Air After Fireworks

Timothy Donnelly

A squirrel, startled, sets out across the street in successive little leaps
     like the scalloped edging in front-yard gardens used to divide
flowerbeds from the lawn, or like the rim of a glass pie plate
    and then of the pie itself, blueberry, its top crust like a clock face

browning in the oven. Likewise, the squirrel’s leaping pattern
     recalls the seconds, minutes, and the hours, which have thus far
proved interminable. Measurements like these, which organize
     one’s experience of time and space—including inches, Tuesdays,

summers, decibels and milligrams—differ from pure mathematics,
     which expresses itself through the physical but exists
prior to expression and so independent of it.
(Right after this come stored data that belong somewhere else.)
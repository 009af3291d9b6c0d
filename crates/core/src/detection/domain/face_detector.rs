use crate::shared::bounding_box::BoundingBox;
use crate::shared::frame::Frame;

/// One face found by a detector, in frame pixel coordinates.
#[derive(Clone, Copy, Debug, PartialEq)]
pub struct Detection {
    pub bbox: BoundingBox,
    pub confidence: f64,
}

/// Domain interface for face detection.
///
/// Implementations return detections sorted by confidence, highest first.
/// An empty result is a normal outcome, not an error. Inference may hold
/// mutable session state, hence `&mut self`.
pub trait FaceDetector: Send {
    fn detect(&mut self, frame: &Frame) -> Result<Vec<Detection>, Box<dyn std::error::Error>>;
}
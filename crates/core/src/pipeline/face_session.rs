use std::fmt;

use crate::capture::domain::capture_source::CaptureSource;
use crate::detection::domain::detection_outcome::DetectionOutcome;
use crate::detection::domain::face_detector::FaceDetector;
use crate::matching::domain::face_matcher::{Comparison, DegenerateProfile, FaceMatcher};
use crate::matching::domain::face_profile::FaceProfile;
use crate::shared::frame::Frame;

use super::activity::{Activity, ActivityGuard};
use super::session_error::SessionError;

#[derive(Debug, Clone, Copy, PartialEq)]
pub enum RegisterOutcome {
    Registered(FaceProfile),
    NoFaceDetected,
}

#[derive(Debug, Clone, Copy, PartialEq)]
pub enum RecognizeOutcome {
    /// Accepted: the front end moves on to the home view.
    Matched(Comparison),
    NotMatched(Comparison),
    NotRegistered,
    NoFaceDetected,
}

impl fmt::Display for RegisterOutcome {
    fn fmt(&self, f: &mut fmt::Formatter<'_>) -> fmt::Result {
        match self {
            Self::Registered(_) => write!(f, "Face registered"),
            Self::NoFaceDetected => write!(f, "No face detected"),
        }
    }
}

impl fmt::Display for RecognizeOutcome {
    fn fmt(&self, f: &mut fmt::Formatter<'_>) -> fmt::Result {
        match self {
            Self::Matched(c) => write!(f, "Face recognized ({:.1}%)", c.percentage),
            Self::NotMatched(c) => write!(f, "Face not recognized ({:.1}%)", c.percentage),
            Self::NotRegistered => write!(f, "No face registered yet"),
            Self::NoFaceDetected => write!(f, "No face detected"),
        }
    }
}

/// Session context for the capture → detect → extract → register/recognize
/// flow.
///
/// Owns the detector and matcher; the busy flag lives in [`Activity`] so at
/// most one request runs at a time.
pub struct FaceSession {
    detector: Box<dyn FaceDetector>,
    matcher: FaceMatcher,
    threshold: f64,
    activity: Activity,
}

impl FaceSession {
    pub fn new(detector: Box<dyn FaceDetector>, matcher: FaceMatcher, threshold: f64) -> Self {
        Self {
            detector,
            matcher,
            threshold,
            activity: Activity::new(),
        }
    }

    /// Handle to the busy flag, shareable with other threads.
    pub fn activity(&self) -> Activity {
        self.activity.clone()
    }

    pub fn threshold(&self) -> f64 {
        self.threshold
    }

    pub fn is_registered(&self) -> bool {
        self.matcher.is_registered()
    }

    pub fn profile(&self) -> Option<&FaceProfile> {
        self.matcher.profile()
    }

    /// The Register action is only offered until a face is registered.
    pub fn can_register(&self) -> bool {
        !self.is_registered() && !self.activity.is_busy()
    }

    /// Captures a frame and registers the detected face.
    ///
    /// With a face already registered this fails with `RegistrationLocked`
    /// unless `replace` is set.
    pub fn register(
        &mut self,
        source: &mut dyn CaptureSource,
        replace: bool,
    ) -> Result<RegisterOutcome, SessionError> {
        let guard = self.activity.try_begin()?;
        self.register_with(guard, source, replace)
    }

    /// Captures a frame and compares the detected face with the registered one.
    pub fn recognize(
        &mut self,
        source: &mut dyn CaptureSource,
    ) -> Result<RecognizeOutcome, SessionError> {
        let guard = self.activity.try_begin()?;
        self.recognize_with(guard, source)
    }

    /// Clears the registered face.
    pub fn forget(&mut self) -> Result<(), SessionError> {
        let guard = self.activity.try_begin()?;
        self.forget_with(guard)
    }

    pub(crate) fn register_with(
        &mut self,
        guard: ActivityGuard,
        source: &mut dyn CaptureSource,
        replace: bool,
    ) -> Result<RegisterOutcome, SessionError> {
        debug_assert!(self.activity.owns(&guard));
        if self.is_registered() && !replace {
            return Err(SessionError::RegistrationLocked);
        }

        let frame = self.capture(source)?;
        guard.processing();

        let detection = match self.detect(&frame)? {
            DetectionOutcome::NoFace => {
                log::info!("Registration skipped: no face detected");
                return Ok(RegisterOutcome::NoFaceDetected);
            }
            DetectionOutcome::Detected(detection) => detection,
        };

        let profile = FaceProfile::extract(&detection);
        if profile.area() <= 0.0 {
            return Err(DegenerateProfile::Candidate.into());
        }
        self.matcher.register(profile)?;
        log::info!("Registered face {:?}", profile.to_array());
        Ok(RegisterOutcome::Registered(profile))
    }

    pub(crate) fn recognize_with(
        &mut self,
        guard: ActivityGuard,
        source: &mut dyn CaptureSource,
    ) -> Result<RecognizeOutcome, SessionError> {
        debug_assert!(self.activity.owns(&guard));
        let frame = self.capture(source)?;
        guard.processing();

        let detection = match self.detect(&frame)? {
            DetectionOutcome::NoFace => return Ok(RecognizeOutcome::NoFaceDetected),
            DetectionOutcome::Detected(detection) => detection,
        };
        if !self.is_registered() {
            return Ok(RecognizeOutcome::NotRegistered);
        }

        let candidate = FaceProfile::extract(&detection);
        let comparison = self.matcher.decide(&candidate, self.threshold)?;
        log::info!(
            "Match {:.1}% against threshold {:.1}%: {:?}",
            comparison.percentage,
            self.threshold,
            comparison.decision
        );
        Ok(if comparison.is_match() {
            RecognizeOutcome::Matched(comparison)
        } else {
            RecognizeOutcome::NotMatched(comparison)
        })
    }

    pub(crate) fn forget_with(&mut self, guard: ActivityGuard) -> Result<(), SessionError> {
        debug_assert!(self.activity.owns(&guard));
        self.matcher.forget()?;
        log::info!("Registered face cleared");
        Ok(())
    }

    fn capture(&mut self, source: &mut dyn CaptureSource) -> Result<Frame, SessionError> {
        source.capture().map_err(|e| {
            log::warn!("Capture failed: {e}");
            SessionError::from(e)
        })
    }

    fn detect(&mut self, frame: &Frame) -> Result<DetectionOutcome, SessionError> {
        let detections = self.detector.detect(frame).map_err(|e| {
            log::warn!("Detection failed: {e}");
            SessionError::Detection(e.to_string())
        })?;
        log::debug!("Detector returned {} face(s)", detections.len());
        Ok(DetectionOutcome::from_detections(detections))
    }
}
This differs, too, from how
     my thoughts on squirrels, fireworks, sicknesses and pie exist—

that is, with a haze-like pliancy that almost feels like liberty
     from the spatiotemporal, but without objects to refer to, with no
initial gasp at vibrant suddenness or past captivation by aromas
     arrowing in my direction in a diagram of the kitchen, all my concepts

disappear, and I’m walking home from the drugstore not knowing
     what’s happening, what anything is anymore, or where my person
begins, ends, and why it has to be absorbed like a berry into a pie,
     or a squirrel into thoughts of squirrels, night into this fistful of thistle.